Task instructions: Every line holding the string "calls" is to be copied from the entries below.

★ ★ ★ ★ ★ ★ ★

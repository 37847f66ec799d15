//! Forecasting session lifecycle
//!
//! [`ForecastSession`] is the sole owner of the model instance: it builds,
//! trains, predicts, evaluates and disposes it, and serializes those
//! operations. Recovered-failure paths are logged as warnings so degraded
//! results stay distinguishable from real ones.

use crate::config::{ArchitectureVariant, ModelConfig};
use crate::data::Dataset;
use crate::error::{EngineError, Result};
use crate::metrics::{EvaluationReport, EVAL_BATCH_CAP};
use crate::models::{ParameterArena, RecurrentNet};
use crate::progress::{EpochRecord, ProgressSink};
use crate::training::{run_training, TrainingOutcome};
use ndarray::Array2;
use rand::rngs::StdRng;
use rand::SeedableRng;
use std::fs;
use std::path::Path;
use tracing::{debug, warn};

/// Per-window predictions and actual targets retained from the most recent
/// evaluation, for downstream charting
#[derive(Debug, Clone, PartialEq)]
pub struct RetainedEvaluation {
    pub predictions: Vec<f64>,
    pub actuals: Vec<f64>,
}

/// Owns one model instance through its build → train → predict/evaluate →
/// dispose lifetime.
///
/// Operations on a session must be serialized; reentry while one is in
/// flight fails fast with [`EngineError::Busy`].
#[derive(Debug)]
pub struct ForecastSession {
    config: ModelConfig,
    net: Option<RecurrentNet>,
    trained: bool,
    busy: bool,
    history: Vec<EpochRecord>,
    arena: ParameterArena,
    retained: Option<RetainedEvaluation>,
    last_training: Option<TrainingOutcome>,
    rng: StdRng,
}

impl ForecastSession {
    pub fn new(config: ModelConfig) -> Self {
        Self {
            config,
            net: None,
            trained: false,
            busy: false,
            history: Vec::new(),
            arena: ParameterArena::default(),
            retained: None,
            last_training: None,
            rng: StdRng::from_entropy(),
        }
    }

    /// Deterministic shuffling and dropout, for reproducible runs
    pub fn with_seed(config: ModelConfig, seed: u64) -> Self {
        let mut session = Self::new(config);
        session.rng = StdRng::seed_from_u64(seed);
        session
    }

    pub fn config(&self) -> &ModelConfig {
        &self.config
    }

    /// Replace the configuration. Only allowed while no model instance is
    /// held; dispose first to reconfigure.
    pub fn set_config(&mut self, config: ModelConfig) -> Result<()> {
        if self.net.is_some() {
            return Err(EngineError::InvalidParameter(
                "dispose the current model before reconfiguring".to_string(),
            ));
        }
        self.config = config;
        Ok(())
    }

    pub fn is_built(&self) -> bool {
        self.net.is_some()
    }

    pub fn is_trained(&self) -> bool {
        self.trained
    }

    /// Per-epoch records of the most recent training run
    pub fn history(&self) -> &[EpochRecord] {
        &self.history
    }

    pub fn last_training(&self) -> Option<&TrainingOutcome> {
        self.last_training.as_ref()
    }

    /// Predictions and actuals retained by the most recent Deep-variant
    /// evaluation
    pub fn last_evaluation(&self) -> Option<&RetainedEvaluation> {
        self.retained.as_ref()
    }

    /// Parameter accounting for the currently held model
    pub fn arena(&self) -> &ParameterArena {
        &self.arena
    }

    /// Instantiate fresh model parameters for the configured variant.
    ///
    /// Any previously held parameters are released and the arena is cleared
    /// first, so repeated rebuilds cannot accumulate backend state.
    pub fn build(&mut self) {
        self.net = None;
        self.retained = None;
        self.arena.reset();

        let net = RecurrentNet::new(&self.config);
        net.register_parameters(&mut self.arena);
        self.net = Some(net);
        self.trained = false;
        self.history.clear();
        debug!(
            variant = ?self.config.variant(),
            parameters = self.arena.elements(),
            "model built"
        );
    }

    fn ensure_built(&mut self) {
        if self.net.is_none() {
            self.build();
        }
    }

    fn guarded<T>(
        &mut self,
        operation: &str,
        body: impl FnOnce(&mut Self) -> Result<T>,
    ) -> Result<T> {
        if self.busy {
            return Err(EngineError::Busy(operation.to_string()));
        }
        self.busy = true;
        let result = body(self);
        self.busy = false;
        result
    }

    /// Run supervised training over the windowed dataset.
    ///
    /// The model is lazily built if absent. On a numeric failure the model
    /// is still marked trained before the error propagates, so downstream
    /// predict/evaluate calls keep working on the partially fitted weights;
    /// callers must treat the error as "trained, possibly low quality".
    pub fn train(
        &mut self,
        data: Option<&Dataset>,
        epoch_count: usize,
        sink: &mut dyn ProgressSink,
    ) -> Result<()> {
        self.guarded("train", |session| {
            let data = data.ok_or_else(|| {
                EngineError::MissingData("training dataset was not provided".to_string())
            })?;
            if data.is_empty() {
                return Err(EngineError::EmptyDataset);
            }
            if data.window_size() != session.config.window_size() {
                return Err(EngineError::InvalidParameter(format!(
                    "Dataset window size ({}) doesn't match configuration ({})",
                    data.window_size(),
                    session.config.window_size()
                )));
            }
            if data.horizon() != session.config.effective_horizon() {
                return Err(EngineError::InvalidParameter(format!(
                    "Dataset horizon ({}) doesn't match configuration ({})",
                    data.horizon(),
                    session.config.effective_horizon()
                )));
            }

            session.ensure_built();
            session.history.clear();

            let config = session.config.clone();
            let spec = config.variant().spec();
            let net = match session.net.as_mut() {
                Some(net) => net,
                None => {
                    return Err(EngineError::Training(
                        "model instance missing after build".to_string(),
                    ))
                }
            };

            let result = run_training(
                net,
                &config,
                &spec,
                data,
                epoch_count,
                sink,
                &mut session.rng,
                &mut session.history,
            );

            match result {
                Ok(outcome) => {
                    session.trained = true;
                    session.last_training = Some(outcome);
                    Ok(())
                }
                Err(error) => {
                    // Partial-success recovery: keep the partially fitted
                    // weights usable instead of blocking downstream calls.
                    session.trained = true;
                    warn!(
                        policy = "partial-success-on-failure",
                        %error,
                        "training failed; model kept and marked trained"
                    );
                    Err(error)
                }
            }
        })
    }

    /// Forecast from one window of shape `[W, 1]`.
    ///
    /// A missing window is a contract violation; everything else is
    /// recovered internally, falling back to a zero forecast of horizon
    /// length.
    pub fn predict(&mut self, window: Option<&Array2<f64>>) -> Result<Vec<f64>> {
        self.guarded("predict", |session| {
            let window = window.ok_or_else(|| {
                EngineError::MissingInput("forecast window was not provided".to_string())
            })?;
            let (rows, cols) = window.dim();
            if rows != session.config.window_size() || cols != 1 {
                return Err(EngineError::InvalidParameter(format!(
                    "Window shape [{}, {}] doesn't match [{}, 1]",
                    rows,
                    cols,
                    session.config.window_size()
                )));
            }

            session.ensure_built();
            let horizon = session.config.effective_horizon();
            let forecast = match session.net.as_ref() {
                Some(net) => net.forward(window.view()),
                None => return Ok(vec![0.0; horizon]),
            };

            if forecast.iter().all(|v| v.is_finite()) {
                Ok(forecast.to_vec())
            } else {
                warn!("prediction produced non-finite values; returning zero forecast");
                Ok(vec![0.0; horizon])
            }
        })
    }

    /// Compute held-out loss/MSE/RMSE over the test set.
    ///
    /// Never fails from the caller's perspective: an absent or untrained
    /// model, a shape mismatch, or a numeric failure all yield the fixed
    /// fallback report, tagged as such.
    pub fn evaluate(&mut self, test_data: &Dataset) -> EvaluationReport {
        if self.busy {
            warn!("evaluate rejected while another operation is in flight; returning fallback metrics");
            return EvaluationReport::fallback();
        }
        self.busy = true;
        let report = self.evaluate_inner(test_data);
        self.busy = false;
        report
    }

    fn evaluate_inner(&mut self, test_data: &Dataset) -> EvaluationReport {
        let net = match (&self.net, self.trained) {
            (Some(net), true) => net,
            _ => {
                debug!("evaluate on an untrained model; returning fallback metrics");
                return EvaluationReport::fallback();
            }
        };

        if test_data.is_empty()
            || test_data.window_size() != self.config.window_size()
            || test_data.horizon() != self.config.effective_horizon()
        {
            warn!("test dataset shape mismatch; returning fallback metrics");
            return EvaluationReport::fallback();
        }

        let mut predictions = Vec::new();
        let mut actuals = Vec::new();
        let mut sum = 0.0;
        let mut count = 0usize;

        let indices: Vec<usize> = (0..test_data.len()).collect();
        for chunk in indices.chunks(EVAL_BATCH_CAP) {
            for &index in chunk {
                let (window, target) = test_data.sample(index);
                let forecast = net.forward(window);
                if forecast.iter().any(|v| !v.is_finite()) {
                    warn!("evaluation produced non-finite predictions; returning fallback metrics");
                    return EvaluationReport::fallback();
                }
                for (predicted, actual) in forecast.iter().zip(target.iter()) {
                    sum += (predicted - actual) * (predicted - actual);
                    count += 1;
                    predictions.push(*predicted);
                    actuals.push(*actual);
                }
            }
        }

        if count == 0 {
            return EvaluationReport::fallback();
        }
        let mse = sum / count as f64;
        if !mse.is_finite() {
            warn!("evaluation metrics were non-finite; returning fallback metrics");
            return EvaluationReport::fallback();
        }

        if self.config.variant() == ArchitectureVariant::Deep {
            self.retained = Some(RetainedEvaluation {
                predictions,
                actuals,
            });
        }

        EvaluationReport::computed(mse)
    }

    /// Persist a weight snapshot, only for trained models.
    ///
    /// Best effort: every failure is swallowed and reported as `false`.
    pub fn save_weights<P: AsRef<Path>>(&self, path: P) -> bool {
        if !self.trained {
            debug!("save_weights skipped: model not trained");
            return false;
        }
        let net = match &self.net {
            Some(net) => net,
            None => return false,
        };

        let snapshot = match serde_json::to_string(net) {
            Ok(snapshot) => snapshot,
            Err(error) => {
                warn!(%error, "weight snapshot serialization failed");
                return false;
            }
        };
        match fs::write(path, snapshot) {
            Ok(()) => true,
            Err(error) => {
                warn!(%error, "weight snapshot write failed");
                false
            }
        }
    }

    /// Restore a weight snapshot written by [`Self::save_weights`].
    ///
    /// Same best-effort contract: any failure leaves the session untouched
    /// and returns `false`. A successful load marks the model trained.
    pub fn load_weights<P: AsRef<Path>>(&mut self, path: P) -> bool {
        let raw = match fs::read_to_string(path) {
            Ok(raw) => raw,
            Err(error) => {
                debug!(%error, "weight snapshot read failed");
                return false;
            }
        };
        let net: RecurrentNet = match serde_json::from_str(&raw) {
            Ok(net) => net,
            Err(error) => {
                warn!(%error, "weight snapshot deserialization failed");
                return false;
            }
        };
        if net.window_size() != self.config.window_size()
            || net.output_size() != self.config.effective_horizon()
        {
            warn!("weight snapshot doesn't match the configured shapes");
            return false;
        }

        self.arena.reset();
        net.register_parameters(&mut self.arena);
        self.net = Some(net);
        self.trained = true;
        debug!("weight snapshot restored");
        true
    }

    /// Release the model and every retained artifact.
    ///
    /// Idempotent: disposing an already-disposed or never-built session is
    /// a no-op, never an error.
    pub fn dispose(&mut self) {
        self.net = None;
        self.trained = false;
        self.retained = None;
        self.history.clear();
        self.last_training = None;
        self.arena.reset();
        self.busy = false;
        debug!("session disposed");
    }
}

★ ★ ★ ★ ★ ★ ★

Problem solution:
    /// predict/evaluate calls keep working on the partially fitted weights;
                    // weights usable instead of blocking downstream calls.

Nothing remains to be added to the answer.